# Task prompt
Every line of the entries below that includes "detail" belongs in the answer, copied as written.
Information START
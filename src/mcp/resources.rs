//! MCP Resources Support
//!
//! Static resources are addressed by exact URI. Templated resources use
//! `{placeholder}` segments, e.g. `fs://chunk/{file_path}/{chunk_index}`; a
//! placeholder matches exactly one non-empty `/`-free segment and its value is
//! percent-decoded before it reaches the reader.

use async_trait::async_trait;
use base64::Engine as _;
use percent_encoding::percent_decode_str;
use serde::{Deserialize, Serialize};
use std::collections::HashMap;
use std::sync::Arc;

use crate::error::{Error, Result};
use crate::mcp::registry::EntryKind;

/// A resource exposed by the server.
#[derive(Debug, Clone, PartialEq, Serialize, Deserialize)]
#[serde(rename_all = "camelCase")]
pub struct Resource {
    pub uri: String,
    pub name: String,
    #[serde(skip_serializing_if = "Option::is_none")]
    pub description: Option<String>,
    #[serde(skip_serializing_if = "Option::is_none")]
    pub mime_type: Option<String>,
}

/// A templated resource descriptor.
#[derive(Debug, Clone, PartialEq, Serialize, Deserialize)]
#[serde(rename_all = "camelCase")]
pub struct ResourceTemplate {
    pub uri_template: String,
    pub name: String,
    #[serde(skip_serializing_if = "Option::is_none")]
    pub description: Option<String>,
    #[serde(skip_serializing_if = "Option::is_none")]
    pub mime_type: Option<String>,
}

/// Resource contents.
#[derive(Debug, Clone, PartialEq, Serialize, Deserialize)]
#[serde(rename_all = "camelCase")]
pub struct ResourceContents {
    pub uri: String,
    #[serde(skip_serializing_if = "Option::is_none")]
    pub mime_type: Option<String>,
    #[serde(skip_serializing_if = "Option::is_none")]
    pub text: Option<String>,
    #[serde(skip_serializing_if = "Option::is_none")]
    pub blob: Option<String>, // base64 encoded
}

impl ResourceContents {
    pub fn text(uri: impl Into<String>, mime_type: &str, text: impl Into<String>) -> Self {
        Self {
            uri: uri.into(),
            mime_type: Some(mime_type.to_string()),
            text: Some(text.into()),
            blob: None,
        }
    }

    pub fn blob(uri: impl Into<String>, mime_type: &str, bytes: &[u8]) -> Self {
        Self {
            uri: uri.into(),
            mime_type: Some(mime_type.to_string()),
            text: None,
            blob: Some(base64::engine::general_purpose::STANDARD.encode(bytes)),
        }
    }

    /// Raw payload bytes, decoding `blob` if needed.
    pub fn payload(&self) -> Result<Vec<u8>> {
        match (&self.text, &self.blob) {
            (Some(text), _) => Ok(text.as_bytes().to_vec()),
            (None, Some(blob)) => base64::engine::general_purpose::STANDARD
                .decode(blob)
                .map_err(|e| Error::MalformedMessage(format!("invalid base64 blob: {}", e))),
            (None, None) => Ok(Vec::new()),
        }
    }
}

/// Result of resources/list.
#[derive(Debug, Clone, Serialize, Deserialize)]
pub struct ListResourcesResult {
    pub resources: Vec<Resource>,
}

/// Result of resources/templates/list.
#[derive(Debug, Clone, Serialize, Deserialize)]
#[serde(rename_all = "camelCase")]
pub struct ListResourceTemplatesResult {
    pub resource_templates: Vec<ResourceTemplate>,
}

/// Params of resources/read, resources/subscribe and resources/unsubscribe.
#[derive(Debug, Clone, Serialize, Deserialize)]
pub struct ResourceUriParams {
    pub uri: String,
}

/// Result of resources/read.
#[derive(Debug, Clone, Serialize, Deserialize)]
pub struct ReadResourceResult {
    pub contents: Vec<ResourceContents>,
}

/// Produces content for a resource URI.
///
/// `params` holds the decoded placeholder values for templated resources and
/// is empty for static ones.
#[async_trait]
pub trait ResourceReader: Send + Sync {
    async fn read(&self, uri: &str, params: &HashMap<String, String>) -> Result<ResourceContents>;
}

// ===== URI templates =====

#[derive(Debug, Clone, PartialEq, Eq)]
enum Segment {
    Literal(String),
    Placeholder(String),
}

/// A parsed URI template.
#[derive(Debug, Clone, PartialEq, Eq)]
pub struct UriTemplate {
    raw: String,
    segments: Vec<Segment>,
}

impl UriTemplate {
    /// Parse a template. Each `/`-separated segment is either fully literal
    /// or a single `{name}`.
    pub fn parse(raw: &str) -> Result<Self> {
        let invalid = |detail: &str| Error::InvalidTemplate {
            template: raw.to_string(),
            detail: detail.to_string(),
        };

        let mut segments = Vec::new();
        let mut names = Vec::new();
        for part in raw.split('/') {
            if let Some(name) = part.strip_prefix('{').and_then(|p| p.strip_suffix('}')) {
                if name.is_empty()
                    || !name
                        .chars()
                        .all(|c| c.is_ascii_alphanumeric() || c == '_')
                {
                    return Err(invalid("placeholder names must be [A-Za-z0-9_]+"));
                }
                if names.contains(&name) {
                    return Err(invalid("placeholder names must be unique"));
                }
                names.push(name);
                segments.push(Segment::Placeholder(name.to_string()));
            } else if part.contains('{') || part.contains('}') {
                return Err(invalid("a placeholder must occupy a whole segment"));
            } else {
                segments.push(Segment::Literal(part.to_string()));
            }
        }

        if names.is_empty() {
            return Err(invalid("template has no placeholders"));
        }

        Ok(Self {
            raw: raw.to_string(),
            segments,
        })
    }

    pub fn as_str(&self) -> &str {
        &self.raw
    }

    /// Placeholder names, in order.
    pub fn placeholders(&self) -> Vec<&str> {
        self.segments
            .iter()
            .filter_map(|s| match s {
                Segment::Placeholder(name) => Some(name.as_str()),
                Segment::Literal(_) => None,
            })
            .collect()
    }

    /// Match `uri` and return the decoded placeholder values.
    pub fn matches(&self, uri: &str) -> Option<HashMap<String, String>> {
        let parts: Vec<&str> = uri.split('/').collect();
        if parts.len() != self.segments.len() {
            return None;
        }

        let mut params = HashMap::new();
        for (segment, part) in self.segments.iter().zip(parts) {
            match segment {
                Segment::Literal(lit) if lit == part => {}
                Segment::Literal(_) => return None,
                Segment::Placeholder(_) if part.is_empty() => return None,
                Segment::Placeholder(name) => {
                    let value = percent_decode_str(part).decode_utf8().ok()?;
                    params.insert(name.clone(), value.into_owned());
                }
            }
        }
        Some(params)
    }

    /// Whether some URI could match both templates.
    pub fn overlaps(&self, other: &UriTemplate) -> bool {
        self.segments.len() == other.segments.len()
            && self
                .segments
                .iter()
                .zip(&other.segments)
                .all(|pair| match pair {
                    (Segment::Literal(a), Segment::Literal(b)) => a == b,
                    // A placeholder never matches an empty segment.
                    (Segment::Placeholder(_), Segment::Literal(lit))
                    | (Segment::Literal(lit), Segment::Placeholder(_)) => !lit.is_empty(),
                    (Segment::Placeholder(_), Segment::Placeholder(_)) => true,
                })
    }
}

// ===== Resource table =====

struct StaticEntry {
    resource: Resource,
    reader: Arc<dyn ResourceReader>,
}

struct TemplateEntry {
    descriptor: ResourceTemplate,
    template: UriTemplate,
    reader: Arc<dyn ResourceReader>,
}

/// A URI resolved to the reader that serves it.
#[derive(Clone)]
pub struct ResolvedResource {
    pub uri: String,
    pub params: HashMap<String, String>,
    pub reader: Arc<dyn ResourceReader>,
    /// The matching template, for templated resources.
    pub template: Option<String>,
}

impl ResolvedResource {
    pub async fn read(&self) -> Result<ResourceContents> {
        self.reader.read(&self.uri, &self.params).await
    }
}

/// Static resources and templates, in registration order.
#[derive(Default)]
pub struct ResourceTable {
    statics: Vec<StaticEntry>,
    static_index: HashMap<String, usize>,
    templates: Vec<TemplateEntry>,
}

impl ResourceTable {
    pub fn new() -> Self {
        Self::default()
    }

    pub fn register_static<R: ResourceReader + 'static>(
        &mut self,
        resource: Resource,
        reader: R,
    ) -> Result<()> {
        if self.static_index.contains_key(&resource.uri) {
            return Err(Error::DuplicateEntry {
                kind: EntryKind::Resource,
                name: resource.uri,
            });
        }
        self.static_index
            .insert(resource.uri.clone(), self.statics.len());
        self.statics.push(StaticEntry {
            resource,
            reader: Arc::new(reader),
        });
        Ok(())
    }

    /// Register a template. Rejects templates that could match a URI some
    /// registered template already matches.
    pub fn register_template<R: ResourceReader + 'static>(
        &mut self,
        descriptor: ResourceTemplate,
        reader: R,
    ) -> Result<()> {
        let template = UriTemplate::parse(&descriptor.uri_template)?;

        if let Some(existing) = self
            .templates
            .iter()
            .find(|e| e.template.overlaps(&template))
        {
            if existing.template.as_str() == template.as_str() {
                return Err(Error::DuplicateEntry {
                    kind: EntryKind::ResourceTemplate,
                    name: descriptor.uri_template,
                });
            }
            return Err(Error::InvalidTemplate {
                template: descriptor.uri_template,
                detail: format!("overlaps registered template {}", existing.template.as_str()),
            });
        }

        self.templates.push(TemplateEntry {
            descriptor,
            template,
            reader: Arc::new(reader),
        });
        Ok(())
    }

    pub fn list_resources(&self) -> Vec<Resource> {
        self.statics.iter().map(|e| e.resource.clone()).collect()
    }

    pub fn list_templates(&self) -> Vec<ResourceTemplate> {
        self.templates.iter().map(|e| e.descriptor.clone()).collect()
    }

    pub fn template(&self, uri_template: &str) -> Option<&ResourceTemplate> {
        self.templates
            .iter()
            .find(|e| e.descriptor.uri_template == uri_template)
            .map(|e| &e.descriptor)
    }

    /// Resolve a URI: exact static match first, then templates.
    pub fn resolve(&self, uri: &str) -> Result<ResolvedResource> {
        if let Some(&i) = self.static_index.get(uri) {
            return Ok(ResolvedResource {
                uri: uri.to_string(),
                params: HashMap::new(),
                reader: self.statics[i].reader.clone(),
                template: None,
            });
        }

        self.templates
            .iter()
            .find_map(|entry| {
                entry.template.matches(uri).map(|params| ResolvedResource {
                    uri: uri.to_string(),
                    params,
                    reader: entry.reader.clone(),
                    template: Some(entry.descriptor.uri_template.clone()),
                })
            })
            .ok_or_else(|| Error::not_found(EntryKind::Resource, uri))
    }

    pub fn is_empty(&self) -> bool {
        self.statics.is_empty() && self.templates.is_empty()
    }
}

/// Infer a MIME type string for a file path based on its extension.
pub fn guess_mime_type(path: &std::path::Path) -> &'static str {
    let Some(ext) = path.extension().and_then(|e| e.to_str()) else {
        return "text/plain";
    };
    match ext {
        "rs" => "text/x-rust",
        "py" => "text/x-python",
        "js" | "tsx" | "jsx" => "text/javascript",
        "ts" => "text/typescript",
        "json" => "application/json",
        "yaml" | "yml" => "text/yaml",
        "toml" => "text/x-toml",
        "md" => "text/markdown",
        "html" => "text/html",
        "css" => "text/css",
        "sh" | "bash" => "text/x-shellscript",
        "xml" => "application/xml",
        _ => "text/plain",
    }
}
Information END
# Problem solution
        let invalid = |detail: &str| Error::InvalidTemplate {
            detail: detail.to_string(),
                detail: format!("overlaps registered template {}", existing.template.as_str()),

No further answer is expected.